This is a mandatory EPM for hospitals already impacted by the CJR; the SHFFT model will apply to the same 67 geographic MSAs. The EPM is proposed to begin July 1, 2017, and will last for five years, ending in December 2021.

Cost outcomes

CMS will initially pay the hospital and all providers who bill for services during the episode using the usual fee-for-service models. Thus, the SHFFT EPM will not impact the revenue cycle at first. However, at the end of each performance period, which typically represents 12 months (January through December), CMS will compare or reconcile the actual costs with a preestablished "target price."

CMS will set target prices using an approach that will phase in a blended rate of hospital to regional costs. In recognition of the higher costs associated with discharges in MS-DRGs with an MCC or CC, CMS has developed an algorithm to adjust the target price for this subset of the patient population.
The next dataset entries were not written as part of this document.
//! Core library for the pill-dispenser firmware.
//!
//! Everything that can run without hardware lives here: the serial
//! [`protocol`] (byte accumulator, frame/line decoding, acknowledgments)
//! and the [`motion`] engine (pulse mapping and the dispense sequencer).
//! The firmware crate binds these to UART0 and the LEDC PWM peripheral;
//! hardware is only reached through `embedded-hal` traits, so the whole
//! crate is testable on the host.
#![no_std]

#[cfg(test)]
extern crate std;

use core::fmt::Display;

pub mod motion;
pub mod protocol;

/// Number of independently addressable dispenser channels.
pub const CHANNEL_COUNT: usize = 4;

/// Actuation cycles requested per channel by one command.
///
/// The binary protocol carries each count as a raw byte (0-255); the
/// legacy text protocol clamps into 0..=20 before building the vector.
pub type ChannelCounts = [u8; CHANNEL_COUNT];

/// Identity of one medication bin, fixed at startup for the process
/// lifetime. Index 0-3 matches the wire order of [`ChannelCounts`].
#[derive(Debug, Clone, Copy, PartialEq, Eq)]
pub enum Bin {
    Pill1 = 0,
    Pill2 = 1,
    Pill3 = 2,
    Pill4 = 3,
}

impl Display for Bin {
    fn fmt(&self, f: &mut core::fmt::Formatter<'_>) -> core::fmt::Result {
        match self {
            Bin::Pill1 => f.write_str("pill1"),
            Bin::Pill2 => f.write_str("pill2"),
            Bin::Pill3 => f.write_str("pill3"),
            Bin::Pill4 => f.write_str("pill4"),
        }
    }
}

impl From<usize> for Bin {
    fn from(value: usize) -> Self {
        match value {
            0 => Bin::Pill1,
            1 => Bin::Pill2,
            2 => Bin::Pill3,
            3 => Bin::Pill4,
            _ => unreachable!(),
        }
    }
}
If the reconciliation process indicates that the costs to deliver services for the episode were higher than the target price, CMS will require repayment from the hospital. If, however, the costs to deliver care for the episode were lower than the target price, CMS will provide additional payments to the hospital for the provided services. To receive additional payments, however, performance for defined quality outcomes must meet or exceed established standards.

 

Quality-adjusted target price

To receive any earned financial incentives, the hospital must meet or exceed performance standards for established quality outcomes. CMS therefore adjusts the target price based on quality performance, referred to as the quality-adjusted target price.
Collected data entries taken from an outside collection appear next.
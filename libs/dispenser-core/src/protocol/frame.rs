//! `SAURON_UART_V1` binary frame codec.
//!
//! One frame is 8 bytes:
//! `0xAA | version | count1 | count2 | count3 | count4 | checksum | 0x55`
//! where the checksum is the sum of the four count bytes modulo 256.
//! Counts are taken as raw unsigned bytes; this path applies no clamp,
//! unlike the legacy text protocol.
use crate::{ChannelCounts, CHANNEL_COUNT};

pub const FRAME_LEN: usize = 8;
pub const FRAME_START: u8 = 0xAA;
pub const FRAME_END: u8 = 0x55;
pub const FRAME_VERSION: u8 = 0x01;

/// Why a candidate frame was rejected.
///
/// Everything except [`FrameError::NotAFrame`] is a structural error: the
/// start sentinel was present, so the demultiplexer resynchronizes by
/// dropping a single byte.
#[derive(Debug, Clone, Copy, PartialEq, Eq)]
pub enum FrameError {
    Truncated,
    NotAFrame,
    BadEnd(u8),
    BadVersion(u8),
    BadChecksum { expected: u8, got: u8 },
}

fn checksum(counts: &ChannelCounts) -> u8 {
    counts
        .iter()
        .fold(0u8, |sum, &count| sum.wrapping_add(count))
}

/// Validates and decodes one frame into per-channel counts.
pub fn decode(frame: &[u8]) -> Result<ChannelCounts, FrameError> {
    if frame.len() < FRAME_LEN {
        return Err(FrameError::Truncated);
    }
    if frame[0] != FRAME_START {
        return Err(FrameError::NotAFrame);
    }
    if frame[7] != FRAME_END {
        return Err(FrameError::BadEnd(frame[7]));
    }
    if frame[1] != FRAME_VERSION {
        return Err(FrameError::BadVersion(frame[1]));
    }

    let mut counts: ChannelCounts = [0; CHANNEL_COUNT];
    counts.copy_from_slice(&frame[2..6]);

    let expected = checksum(&counts);
    if frame[6] != expected {
        return Err(FrameError::BadChecksum {
            expected,
            got: frame[6],
        });
    }
    Ok(counts)
}

/// Builds the frame the controller sends for `counts`.
///
/// This is the same layout the host-side sender produces; the firmware
/// itself only decodes, but tests and host tooling use it to stay in
/// sync with [`decode`].
pub fn encode(counts: &ChannelCounts) -> [u8; FRAME_LEN] {
    [
        FRAME_START,
        FRAME_VERSION,
        counts[0],
        counts[1],
        counts[2],
        counts[3],
        checksum(counts),
        FRAME_END,
    ]
}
The SHFFT EPM uses the exact same quality outcomes as those defined for the CJR:

  • Patient experience. This is the HCAHPS measure also used in the Hospital Value-Based Purchasing Program (HVBP). The source of information for this measures is the HCAHPS survey.
  • Patient-reported outcome data. As with the CJR, the hospital can collect and submit patient-reported data elements and at present will earn quality composite points for submitting the data. These data elements are collected both before and after the procedure and will be used by CMS to create a functional status measurement tool.
  • THA/TKA complication rates. This is the Hospital-Level Risk Standardized Complication Rate (RSCR) following the THA/TKA measure. This measure already impacts financial performance under the HVBP. Like the CJR, performance for this measure is weighted the heaviest in the quality composite comprising 50% of the composite score.

 

Hospital (accountable party), collaborators, and Advanced Payment Models

The hospital is held accountable for episode cost and quality outcomes and all associated financial risks/rewards, even though a variety of providers deliver services and impact performance. As with the CJR, the hospital has been designated as the accountable party because CMS believes the hospital is best positioned to influence coordinated, efficient delivery of services from the patient’s initial hospitalization through recovery.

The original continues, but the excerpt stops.